Edge proxy switches between railway-hikari and railway-edge
mattijsdp
PROOP

a month ago

tldr: It seems hikari compresses responses (and therefore drops Content-Length) but railway-edge doesn't?

What we’re seeing

Our service’s responses come back from two different edge proxies at different times — the Server: header moved between railway-hikari and railway-edge — with no deploy or config change on our side. The two behave differently:

  • railway-edge (legacy): no response compression. Content-Length preserved, no chunking.
  • railway-hikari (new): compresses responses on the fly (gzip/brotli) whenever the request carries Accept-Encoding: gzip/br. Side effects: Content-Length is dropped, response switches to Transfer-Encoding: chunked.

Reproduction (GET any object, direct to the *.up.railway.app domain):

  • Accept-Encoding: identity → Content-Length: , no Content-Encoding (both proxies).
  • Accept-Encoding: gzip → on railway-hikari: Content-Encoding: gzip, no Content-Length, Transfer-Encoding: chunked. On railway-edge: unchanged, Content-Length still present.

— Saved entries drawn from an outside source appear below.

//! Result variant whose value state borrows its payload.
//!
//! The value alternative stores only `&'a T`. Copying the container copies
//! the borrow, never the referent, and assigning a new value rebinds it.

use std::borrow::Cow;
use std::fmt;

use crate::error::BadResultAccess;
use crate::failure::Failure;
use crate::outcome::Outcome;
use crate::result::Result;
use crate::storage::Storage;
use crate::void::VoidResult;

/// Either a borrowed `&'a T` or an owned error `E`.
///
/// There is no default state: a value must always be bound to something.
pub struct RefResult<'a, T: ?Sized, E> {
    pub(crate) storage: Storage<&'a T, E>,
}

impl<'a, T: ?Sized, E> RefResult<'a, T, E> {
    /// Bind to `value`.
    #[inline]
    pub const fn new(value: &'a T) -> Self {
        Self {
            storage: Storage::construct_value(value),
        }
    }

    /// Bind to the `T` viewed through `value`, such as `&str` from `&String`.
    #[inline]
    pub fn bind<U>(value: &'a U) -> Self
    where
        U: AsRef<T> + ?Sized,
    {
        Self::new(<U as AsRef<T>>::as_ref(value))
    }

    /// Create a result holding an error built from `args`.
    #[inline]
    pub fn in_place_error<A>(args: A) -> Self
    where
        E: From<A>,
    {
        Self {
            storage: Storage::construct_error(E::from(args)),
        }
    }

    /// Create a result holding the error carried by `failure`.
    #[inline]
    pub fn from_failure<G>(failure: Failure<G>) -> Self
    where
        E: From<G>,
    {
        Self::in_place_error(failure.into_error())
    }

    /// Convert from a borrowed result whose referent can be viewed as `T`.
    #[inline]
    pub fn from_ref_result<U, G>(other: RefResult<'a, U, G>) -> Self
    where
        U: AsRef<T> + ?Sized,
        E: From<G>,
    {
        Self {
            storage: other.storage.map_value(<U as AsRef<T>>::as_ref).map_error(E::from),
        }
    }

    /// Adopt a standard library result holding a borrow.
    #[inline]
    pub fn from_std(result: std::result::Result<&'a T, E>) -> Self {
        Self {
            storage: Storage::from_std(result),
        }
    }

    /// Rebind the value state to `value`, dropping any held error.
    #[inline]
    pub fn rebind(&mut self, value: &'a T) {
        self.storage.reconstruct(Storage::construct_value(value));
    }

    /// Replace the whole state with a converted copy of `other`.
    #[inline]
    pub fn assign<U, G>(&mut self, other: RefResult<'a, U, G>)
    where
        U: AsRef<T> + ?Sized,
        E: From<G>,
    {
        self.storage.reconstruct(Self::from_ref_result(other).storage);
    }

    /// Replace the state with the error carried by `failure`.
    #[inline]
    pub fn assign_failure<G>(&mut self, failure: Failure<G>)
    where
        E: From<G>,
    {
        self.storage
            .reconstruct(Storage::construct_error(E::from(failure.into_error())));
    }

    /// Exchange states with `other`.
    #[inline]
    pub fn swap(&mut self, other: &mut Self) {
        std::mem::swap(&mut self.storage, &mut other.storage);
    }

    #[inline]
    #[must_use]
    pub const fn has_value(&self) -> bool {
        self.storage.is_value()
    }

    #[inline]
    #[must_use]
    pub const fn has_error(&self) -> bool {
        !self.storage.is_value()
    }

    /// The bound reference. The referent is never copied.
    ///
    /// # Errors
    ///
    /// Returns [`BadResultAccess`] carrying a copy of the error when the
    /// result holds an error.
    #[inline]
    pub fn value(&self) -> std::result::Result<&'a T, BadResultAccess<E>>
    where
        E: Clone,
    {
        match &self.storage {
            Storage::Value(value) => Ok(*value),
            Storage::Error(error) => Err(BadResultAccess::new(error.clone())),
        }
    }

    /// Take the bound reference.
    ///
    /// # Errors
    ///
    /// Returns [`BadResultAccess`] owning the error when the result holds
    /// an error.
    #[inline]
    pub fn into_value(self) -> std::result::Result<&'a T, BadResultAccess<E>> {
        self.storage.into_std().map_err(BadResultAccess::new)
    }

    /// The bound reference, attaching `message` to the access error.
    ///
    /// # Errors
    ///
    /// Returns [`BadResultAccess`] carrying `message` and a copy of the error
    /// when the result holds an error.
    #[inline]
    pub fn expect(
        &self,
        message: impl Into<Cow<'static, str>>,
    ) -> std::result::Result<&'a T, BadResultAccess<E>>
    where
        E: Clone,
    {
        match &self.storage {
            Storage::Value(value) => Ok(*value),
            Storage::Error(error) => Err(BadResultAccess::with_message(error.clone(), message)),
        }
    }

    /// Take the bound reference, attaching `message` to the access error.
    ///
    /// # Errors
    ///
    /// Returns [`BadResultAccess`] carrying `message` and the error when the
    /// result holds an error.
    #[inline]
    pub fn into_expect(
        self,
        message: impl Into<Cow<'static, str>>,
    ) -> std::result::Result<&'a T, BadResultAccess<E>> {
        self.storage
            .into_std()
            .map_err(|error| BadResultAccess::with_message(error, message))
    }

    /// A copy of the error, or `E::default()` when a value is bound.
    #[inline]
    #[must_use]
    pub fn error(&self) -> E
    where
        E: Clone + Default,
    {
        self.storage.error_ref().cloned().unwrap_or_default()
    }

    /// Take the error, or `E::default()` when a value is bound.
    #[inline]
    pub fn into_error(self) -> E
    where
        E: Default,
    {
        self.storage.into_std().err().unwrap_or_default()
    }

    /// View the active error as a [`Failure`].
    #[inline]
    #[must_use]
    pub fn failure(&self) -> Option<Failure<&E>> {
        self.storage.error_ref().map(Failure::new)
    }

    /// The bound reference, or `default` when an error is held.
    #[inline]
    pub fn value_or(self, default: &'a T) -> &'a T {
        match self.storage {
            Storage::Value(value) => value,
            Storage::Error(_) => default,
        }
    }

    /// The error, or `fallback` converted into `E` when a value is bound.
    #[inline]
    pub fn error_or<G>(self, fallback: G) -> E
    where
        G: Into<E>,
    {
        match self.storage {
            Storage::Value(_) => fallback.into(),
            Storage::Error(error) => error,
        }
    }

    /// Copy the referent out into an owning [`Result`].
    #[inline]
    pub fn cloned(self) -> Result<T, E>
    where
        T: Clone,
    {
        Result {
            storage: self.storage.map_value(T::clone),
        }
    }

    /// Apply `f` to the bound reference; an error is carried over.
    #[inline]
    pub fn map<U, F>(self, f: F) -> Result<U, E>
    where
        F: FnOnce(&'a T) -> U,
    {
        Result {
            storage: self.storage.map_value(f),
        }
    }

    /// Apply a unit-returning `f` to the bound reference, collapsing to
    /// [`VoidResult`].
    #[inline]
    pub fn map_unit<F>(self, f: F) -> VoidResult<E>
    where
        F: FnOnce(&'a T),
    {
        VoidResult {
            storage: self.storage.map_value(f),
        }
    }

    /// Chain a computation that produces an outcome.
    ///
    /// When an error is held, `f` is not called and the error is re-typed
    /// into the returned outcome.
    #[inline]
    pub fn flat_map<R, F>(self, f: F) -> R
    where
        F: FnOnce(&'a T) -> R,
        R: Outcome + From<Failure<E>>,
    {
        match self.storage {
            Storage::Value(value) => f(value),
            Storage::Error(error) => R::from(Failure::new(error)),
        }
    }

    /// Apply `f` to the error; the binding is carried over.
    #[inline]
    pub fn map_error<G, F>(self, f: F) -> RefResult<'a, T, G>
    where
        F: FnOnce(E) -> G,
    {
        RefResult {
            storage: self.storage.map_error(f),
        }
    }

    /// Recover from an error with a computation that produces an outcome.
    ///
    /// When a value is bound, `f` is not called and the returned outcome
    /// holds its default value.
    #[inline]
    pub fn flat_map_error<R, F>(self, f: F) -> R
    where
        F: FnOnce(E) -> R,
        R: Outcome + Default,
    {
        match self.storage {
            Storage::Value(_) => R::default(),
            Storage::Error(error) => f(error),
        }
    }

    /// Substitute `replacement` for the bound reference; an error is
    /// carried over.
    #[inline]
    pub fn and_then<U>(self, replacement: U) -> Result<U, E> {
        self.map(|_| replacement)
    }

    /// Convert into a standard library result.
    #[inline]
    pub fn into_std(self) -> std::result::Result<&'a T, E> {
        self.storage.into_std()
    }
}

impl<'a, T: ?Sized, E> Outcome for RefResult<'a, T, E> {
    type Value = &'a T;
    type Error = E;

    #[inline]
    fn has_value(&self) -> bool {
        self.storage.is_value()
    }

    #[inline]
    fn value_ref(&self) -> Option<&&'a T> {
        self.storage.value_ref()
    }

    #[inline]
    fn error_ref(&self) -> Option<&E> {
        self.storage.error_ref()
    }

    #[inline]
    fn into_std(self) -> std::result::Result<&'a T, E> {
        self.storage.into_std()
    }
}

impl<T: ?Sized + fmt::Debug, E: fmt::Debug> fmt::Debug for RefResult<'_, T, E> {
    fn fmt(&self, f: &mut fmt::Formatter<'_>) -> fmt::Result {
        fmt::Debug::fmt(&self.storage, f)
    }
}

impl<'a, T: ?Sized, E> From<&'a T> for RefResult<'a, T, E> {
    #[inline]
    fn from(value: &'a T) -> Self {
        Self::new(value)
    }
}

impl<T: ?Sized, E, G> From<Failure<G>> for RefResult<'_, T, E>
where
    E: From<G>,
{
    #[inline]
    fn from(failure: Failure<G>) -> Self {
        Self::from_failure(failure)
    }
}

impl<'a, T: ?Sized, E> From<std::result::Result<&'a T, E>> for RefResult<'a, T, E> {
    #[inline]
    fn from(result: std::result::Result<&'a T, E>) -> Self {
        Self::from_std(result)
    }
}

#[cfg(test)]
mod tests {
    use std::cell::Cell;

    use super::*;
    use crate::failure::fail;

    #[test]
    fn test_value_returns_same_address() {
        let owned = 42;
        let r: RefResult<'_, i32, String> = RefResult::new(&owned);
        assert!(r.value().is_ok_and(|v| std::ptr::eq(v, &owned)));
    }

    #[test]
    fn test_bind_views_through_as_ref() {
        let owned = String::from("hello");
        let r: RefResult<'_, str, ()> = RefResult::bind(&owned);
        assert_eq!(r.value(), Ok("hello"));
    }

    #[test]
    fn test_bind_to_slice() {
        let owned = vec![1, 2, 3];
        let r: RefResult<'_, [i32], ()> = RefResult::bind(&owned);
        assert_eq!(r.value().map(<[i32]>::len), Ok(3));
    }

    #[test]
    fn test_copy_rebinds_not_duplicates() {
        let owned = String::from("shared");
        let a: RefResult<'_, String, i32> = RefResult::new(&owned);
        let b = a;
        let (Ok(left), Ok(right)) = (a.value(), b.value()) else {
            return;
        };
        assert!(std::ptr::eq(left, right));
    }

    #[test]
    fn test_rebind_replaces_target() {
        let first = 1;
        let second = 2;
        let mut r: RefResult<'_, i32, ()> = RefResult::new(&first);
        r.rebind(&second);
        assert!(r.value().is_ok_and(|v| std::ptr::eq(v, &second)));
        assert_eq!(first, 1);
    }

    #[test]
    fn test_rebind_clears_error() {
        let target = 5;
        let mut r: RefResult<'_, i32, String> = fail("e".to_string()).into();
        r.rebind(&target);
        assert_eq!(r.value(), Ok(&5));
    }

    #[test]
    fn test_failure_and_access_error() {
        let r: RefResult<'_, i32, i32> = fail(42).into();
        assert!(r.has_error());
        assert_eq!(r.error(), 42);
        assert_eq!(r.value().map_err(BadResultAccess::into_error), Err(42));
        assert_eq!(
            r.expect("bound").map_err(|e| e.message().to_string()),
            Err("bound".to_string())
        );
    }

    #[test]
    fn test_from_ref_result_converts_view() {
        let owned = String::from("abc");
        let source: RefResult<'_, String, u8> = RefResult::new(&owned);
        let view: RefResult<'_, str, u16> = RefResult::from_ref_result(source);
        assert_eq!(view.into_std(), Ok("abc"));
    }

    #[test]
    fn test_assign_and_failure() {
        let owned = String::from("x");
        let mut r: RefResult<'_, str, u16> = RefResult::new("start");
        r.assign(RefResult::<String, u8>::new(&owned));
        assert_eq!(r.value(), Ok("x"));
        r.assign_failure(fail(3_u8));
        assert_eq!(r.error(), 3);
    }

    #[test]
    fn test_cloned_copies_referent() {
        let owned = String::from("copy me");
        let r: RefResult<'_, String, ()> = RefResult::new(&owned);
        assert_eq!(r.cloned().into_std(), Ok("copy me".to_string()));
    }

    #[test]
    fn test_map_receives_reference() {
        let owned = vec![1, 2, 3];
        let r: RefResult<'_, Vec<i32>, ()> = RefResult::new(&owned);
        assert_eq!(r.map(Vec::len).into_std(), Ok(3));
    }

    #[test]
    fn test_map_skips_on_error() {
        let called = Cell::new(false);
        let r: RefResult<'_, i32, i32> = fail(1).into();
        let out = r.map(|v| {
            called.set(true);
            *v
        });
        assert!(!called.get());
        assert_eq!(out.into_std(), Err(1));
    }

    #[test]
    fn test_combinators() {
        let owned = 10;
        let r: RefResult<'_, i32, u8> = RefResult::new(&owned);
        let chained: Result<i32, u8> = r.flat_map(|v| Result::new(v.saturating_add(1)));
        assert_eq!(chained.into_std(), Ok(11));

        let r: RefResult<'_, i32, u8> = fail(4_u8).into();
        assert_eq!(r.map_error(u32::from).error(), 4_u32);

        let r: RefResult<'_, i32, u8> = fail(4_u8).into();
        let recovered: Result<i32, ()> = r.flat_map_error(|e| Result::new(i32::from(e)));
        assert_eq!(recovered.into_std(), Ok(4));

        let r: RefResult<'_, i32, u8> = RefResult::new(&owned);
        assert_eq!(r.and_then("swapped").into_std(), Ok("swapped"));

        let r: RefResult<'_, i32, u8> = RefResult::new(&owned);
        assert_eq!(r.error_or(1_u8), 1);
    }

    #[test]
    fn test_value_or_falls_back() {
        let fallback = 0;
        let r: RefResult<'_, i32, ()> = fail(()).into();
        assert!(std::ptr::eq(r.value_or(&fallback), &fallback));
    }

    #[test]
    fn test_swap() {
        let target = 1;
        let mut a: RefResult<'_, i32, i32> = RefResult::new(&target);
        let mut b: RefResult<'_, i32, i32> = fail(2).into();
        a.swap(&mut b);
        assert!(a.has_error());
        assert_eq!(b.value(), Ok(&1));
    }

    #[test]
    fn test_failure_views_active_error() {
        let target = 1;
        let bound: RefResult<'_, i32, u8> = RefResult::new(&target);
        assert!(bound.failure().is_none());

        let error: RefResult<'_, i32, u8> = fail(6_u8).into();
        assert_eq!(error.failure().map(|f| *f.into_error()), Some(6));
    }
}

The compression is done by the proxy, not our app (our app returns identical bytes/headers either way — even a small text/plain response gets gzipped through hikari). It also compresses binary/octet-stream payloads, which are already compressed — so it adds cost and breaks Content-Length for no benefit.

Why it’s a problem

We sit behind a CDN (Cloudflare) that always sends Accept-Encoding: br, gzip to the origin, so on hikari every response loses Content-Length. Strict HTTP clients that require Content-Length then fail. The proxy assignment seems to have changed so behavior is intermittent.

Questions:

  • Is there a supported way to disable response compression on the new proxy (per service)? Does it honor Cache-Control: no-transform from the origin?
  • Why does the proxy assignment change between railway-hikari and railway-edge with no deploy/config change? Is it stable, or auto-migrated?
  • Can we pin a service to a specific proxy?
Closed

3 Replies

Status changed to Awaiting Railway Response Railway about 1 month ago


a month ago

Escalated to Phin who is running point on Hakari


Status changed to Awaiting User Response Railway about 1 month ago


a month ago

Hey, thanks for the detailed report! We have shipped a fix.

What changed:

  • Cache-Control: no-transform is now honored - responses that opt out are never gzipped.
  • Bodies under 256 bytes are no longer compressed (the case where gzip overhead exceeded the savings,)
  • application/octet-stream and other binary MIMEs are no longer compressed.
  • Already-encoded responses pass through unchanged.

Large text/HTML/JSON/JS/CSS responses still get gzipped on the wire - that's intentional and what most clients want. If you specifically need byte-preserving passthrough for an endpoint, set Cache-Control: no-transform on it and we'll respect it from now on.

Re your questions:

  1. Per-service disable knob doesn't exist yet, but Cache-Control: no-transform now works for the same purpose. We'll consider a service-level toggle if there's demand.
  2. We have been slowly migrating domains to Hikari over the past week; we finished the migration yesterday and now all traffic should pass through Hikari.
  3. All traffic now passes through Hikari - please let us know if there are any other regressions you see.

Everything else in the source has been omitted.